La République démocratique du Congo et le Canada ont renforcé leur coopération économique et commerciale à l’occasion du Forum international RDC–Canada, tenu les 22 et 23 mai 2026 à l’Université du Québec en Outaouais, à Gatineau. Organisé par le Conseil Canadien de la Représentation des Communautés Congolaises (CCRCC), ce colloque a réuni décideurs publics, investisseurs, experts et membres de la diaspora pour bâtir un partenariat stratégique durable entre Kinshasa et Ottawa.
Dès l’ouverture des travaux, le ministre du Commerce extérieur, Julien Paluku Kahongya, a porté la voix du gouvernement congolais à travers un plaidoyer structuré visant à repositionner la RDC comme une destination crédible et attractive pour les investissements étrangers. Inscrit dans la vision du président Félix Tshisekedi, axée sur la diversification des marchés et la transformation structurelle de l’économie, ce forum s’est voulu un espace de dialogue stratégique autour de trois axes majeurs : le partenariat économique, la valorisation entrepreneuriale et la diplomatie économique.
Face aux investisseurs canadiens, Julien Paluku a décliné sept axes stratégiques destinés à encourager les investissements et à corriger les perceptions souvent biaisées sur la RDC. Il a notamment mis en avant la position géopolitique du pays au cœur de l’Afrique, ses potentialités économiques, les réformes engagées pour améliorer le climat des affaires, ainsi que les secteurs prioritaires tels que l’agriculture, les technologies et les minerais stratégiques.
« Il est temps de déconstruire les narratifs réducteurs sur la RDC et de mettre en lumière ses opportunités réelles », a-t-il insisté, appelant à un engagement concret des partenaires canadiens.
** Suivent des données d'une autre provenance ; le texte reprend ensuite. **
//! Bounded, time-ordered activation schedule
//!
//! Min-heap keyed by `execute_at`; events sharing a deadline leave in
//! insertion order. Capacity is fixed at construction and never grows.

use std::cmp::{Ordering, Reverse};
use std::collections::BinaryHeap;

use contracts::{CapacityError, MotorEvent};

#[derive(Debug, Clone, Copy)]
struct Entry {
    execute_at: u64,
    /// Insertion counter, breaks deadline ties
    seq: u64,
    event: MotorEvent,
}

impl PartialEq for Entry {
    fn eq(&self, other: &Self) -> bool {
        self.cmp(other) == Ordering::Equal
    }
}

impl Eq for Entry {}

impl PartialOrd for Entry {
    fn partial_cmp(&self, other: &Self) -> Option<Ordering> {
        Some(self.cmp(other))
    }
}

impl Ord for Entry {
    fn cmp(&self, other: &Self) -> Ordering {
        self.execute_at
            .cmp(&other.execute_at)
            .then(self.seq.cmp(&other.seq))
    }
}

#[derive(Debug)]
pub struct ActivationSchedule {
    heap: BinaryHeap<Reverse<Entry>>,
    capacity: usize,
    next_seq: u64,
}

impl ActivationSchedule {
    pub fn new(capacity: usize) -> Self {
        let capacity = capacity.max(1);
        Self {
            heap: BinaryHeap::with_capacity(capacity),
            capacity,
            next_seq: 0,
        }
    }

    pub fn clear(&mut self) {
        self.heap.clear();
    }

    /// Insert an event; fails without modifying the schedule when full
    pub fn enqueue(&mut self, event: MotorEvent) -> Result<(), CapacityError> {
        if self.heap.len() >= self.capacity {
            return Err(CapacityError::full(self.capacity));
        }
        let seq = self.next_seq;
        self.next_seq = self.next_seq.wrapping_add(1);
        self.heap.push(Reverse(Entry {
            execute_at: event.execute_at,
            seq,
            event,
        }));
        Ok(())
    }

    pub fn peek_next(&self) -> Option<&MotorEvent> {
        self.heap.peek().map(|Reverse(entry)| &entry.event)
    }

    pub fn dequeue_next(&mut self) -> Option<MotorEvent> {
        self.heap.pop().map(|Reverse(entry)| entry.event)
    }

    pub fn next_deadline(&self) -> Option<u64> {
        self.heap.peek().map(|Reverse(entry)| entry.execute_at)
    }

    /// Pop the earliest event if its deadline is at or before `now_us`
    pub fn dequeue_due(&mut self, now_us: u64) -> Option<MotorEvent> {
        match self.next_deadline() {
            Some(at) if at <= now_us => self.dequeue_next(),
            _ => None,
        }
    }

    pub fn len(&self) -> usize {
        self.heap.len()
    }

    pub fn is_empty(&self) -> bool {
        self.heap.is_empty()
    }

    pub fn capacity(&self) -> usize {
        self.capacity
    }

    /// Free slots left
    pub fn remaining(&self) -> usize {
        self.capacity - self.heap.len()
    }
}
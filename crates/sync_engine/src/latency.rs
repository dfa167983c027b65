//! Latency instrumentation
//!
//! Records scheduled-vs-actual drift from the firing path and round-trip
//! times from keepalive exchanges. Every record is a handful of relaxed
//! atomic updates: O(1), allocation-free and lock-free, so the scheduling
//! task can share it with the main loop through an `Arc`. When disabled,
//! `record_*` return before touching any counter.

use std::sync::atomic::{AtomicBool, AtomicI64, AtomicU64, Ordering};

use contracts::{DriftStats, LatencyConfig, LatencySnapshot, RttStats};
use tracing::debug;

#[derive(Debug)]
pub struct LatencyInstrumentation {
    enabled: AtomicBool,
    verbose: bool,
    late_threshold_us: i64,

    drift_count: AtomicU64,
    drift_sum: AtomicI64,
    drift_min: AtomicI64,
    drift_max: AtomicI64,
    late_count: AtomicU64,
    early_count: AtomicU64,

    rtt_count: AtomicU64,
    rtt_sum: AtomicU64,
    rtt_min: AtomicU64,
    rtt_max: AtomicU64,
}

impl LatencyInstrumentation {
    pub fn new(config: &LatencyConfig) -> Self {
        Self {
            enabled: AtomicBool::new(config.enabled),
            verbose: config.verbose,
            late_threshold_us: config.late_threshold_us as i64,
            drift_count: AtomicU64::new(0),
            drift_sum: AtomicI64::new(0),
            drift_min: AtomicI64::new(i64::MAX),
            drift_max: AtomicI64::new(i64::MIN),
            late_count: AtomicU64::new(0),
            early_count: AtomicU64::new(0),
            rtt_count: AtomicU64::new(0),
            rtt_sum: AtomicU64::new(0),
            rtt_min: AtomicU64::new(u64::MAX),
            rtt_max: AtomicU64::new(0),
        }
    }

    /// Instrumentation that never records
    pub fn disabled() -> Self {
        Self::new(&LatencyConfig::default())
    }

    pub fn is_enabled(&self) -> bool {
        self.enabled.load(Ordering::Relaxed)
    }

    pub fn set_enabled(&self, enabled: bool) {
        self.enabled.store(enabled, Ordering::Relaxed);
    }

    /// Record one firing; drift is `actual - scheduled`
    #[inline]
    pub fn record_execution(&self, scheduled_at: u64, actual_at: u64) {
        if !self.is_enabled() {
            return;
        }
        let drift = actual_at as i64 - scheduled_at as i64;

        self.drift_count.fetch_add(1, Ordering::Relaxed);
        self.drift_sum.fetch_add(drift, Ordering::Relaxed);
        self.drift_min.fetch_min(drift, Ordering::Relaxed);
        self.drift_max.fetch_max(drift, Ordering::Relaxed);

        let late = drift > self.late_threshold_us;
        if late {
            self.late_count.fetch_add(1, Ordering::Relaxed);
        } else if drift < 0 {
            self.early_count.fetch_add(1, Ordering::Relaxed);
        }

        if self.verbose {
            if late {
                debug!(scheduled_at, actual_at, drift_us = drift, "LATE activation");
            } else {
                debug!(scheduled_at, actual_at, drift_us = drift, "activation");
            }
        }
    }

    #[inline]
    pub fn record_round_trip(&self, rtt_us: u64) {
        if !self.is_enabled() {
            return;
        }
        self.rtt_count.fetch_add(1, Ordering::Relaxed);
        self.rtt_sum.fetch_add(rtt_us, Ordering::Relaxed);
        self.rtt_min.fetch_min(rtt_us, Ordering::Relaxed);
        self.rtt_max.fetch_max(rtt_us, Ordering::Relaxed);
    }

    /// Current statistics; the offset is left at its default for the caller
    /// to fill in from its estimator
    pub fn snapshot(&self) -> LatencySnapshot {
        let count = self.drift_count.load(Ordering::Relaxed);
        let drift = if count == 0 {
            DriftStats::default()
        } else {
            let min = self.drift_min.load(Ordering::Relaxed);
            let max = self.drift_max.load(Ordering::Relaxed);
            let late = self.late_count.load(Ordering::Relaxed);
            DriftStats {
                count,
                mean_us: self.drift_sum.load(Ordering::Relaxed) as f64 / count as f64,
                min_us: min,
                max_us: max,
                jitter_us: max.abs_diff(min),
                late_count: late,
                early_count: self.early_count.load(Ordering::Relaxed),
                late_fraction: late as f64 / count as f64,
            }
        };

        let rtt_count = self.rtt_count.load(Ordering::Relaxed);
        let rtt = if rtt_count == 0 {
            RttStats::default()
        } else {
            let min = self.rtt_min.load(Ordering::Relaxed);
            let max = self.rtt_max.load(Ordering::Relaxed);
            RttStats {
                count: rtt_count,
                mean_us: self.rtt_sum.load(Ordering::Relaxed) as f64 / rtt_count as f64,
                min_us: min,
                max_us: max,
                spread_us: max.saturating_sub(min),
            }
        };

        LatencySnapshot {
            enabled: self.is_enabled(),
            drift,
            rtt,
            offset: Default::default(),
        }
    }

    pub fn reset(&self) {
        self.drift_count.store(0, Ordering::Relaxed);
        self.drift_sum.store(0, Ordering::Relaxed);
        self.drift_min.store(i64::MAX, Ordering::Relaxed);
        self.drift_max.store(i64::MIN, Ordering::Relaxed);
        self.late_count.store(0, Ordering::Relaxed);
        self.early_count.store(0, Ordering::Relaxed);
        self.rtt_count.store(0, Ordering::Relaxed);
        self.rtt_sum.store(0, Ordering::Relaxed);
        self.rtt_min.store(u64::MAX, Ordering::Relaxed);
        self.rtt_max.store(0, Ordering::Relaxed);
    }
}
Le ministre a également évoqué le modèle de l’AGOA (African Growth and Opportunity Act) liant la RDC aux États-Unis, comme source d’inspiration pour faciliter l’accès des produits congolais au marché canadien sans droits de douane. Dans cette dynamique, il a plaidé pour la mise en place d’une commission mixte d’experts RDC–Canada chargée de travailler sur des accords économiques et commerciaux structurants.
Au terme des deux jours d’échanges, le forum s’est clôturé sur des avancées concrètes. Une task force composée d’experts issus des ministères des Affaires étrangères et du Commerce extérieur des deux pays a été mise en place pour préparer la future commission mixte RDC–Canada. Cette structure aura pour mission d’élaborer une feuille de route destinée à traduire en actions les engagements pris lors de cette rencontre.

Au cœur des discussions, la transformation locale des ressources naturelles congolaises a occupé une place centrale. Le gouvernement congolais ambitionne de faire passer le pays du statut d’exportateur de matières premières brutes à celui de pôle industriel capable de créer de la valeur ajoutée, notamment dans le secteur des minerais stratégiques.
Les investisseurs canadiens ont ainsi été invités à s’impliquer dans le développement des chaînes de valeur locales, mais aussi dans des secteurs porteurs tels que l’agriculture, avec ses 80 millions d’hectares de terres arables, l’énergie, les zones économiques spéciales, le numérique et l’économie verte.
Par ailleurs, les deux parties ont convenu de renforcer le rôle de la diaspora congolaise au Canada en facilitant sa mise en réseau et son accompagnement, tout en consolidant les échanges éducatifs et culturels entre les deux pays.

Satisfait des résultats obtenus, Julien Paluku Kahongya a salué la ferme détermination des deux États à concrétiser les résolutions issues du forum. Cette rencontre marque ainsi une étape importante dans la construction d’un partenariat économique renouvelé entre la RDC et le Canada, avec en perspective une coopération plus structurée, orientée vers l’investissement productif et le développement durable.
Le défi reste désormais celui de la mise en œuvre effective des engagements. Mais à Gatineau, Kinshasa et Ottawa entendent désormais inscrire leur coopération dans une logique d’action, tournée vers des résultats concrets et mutuellement bénéfiques.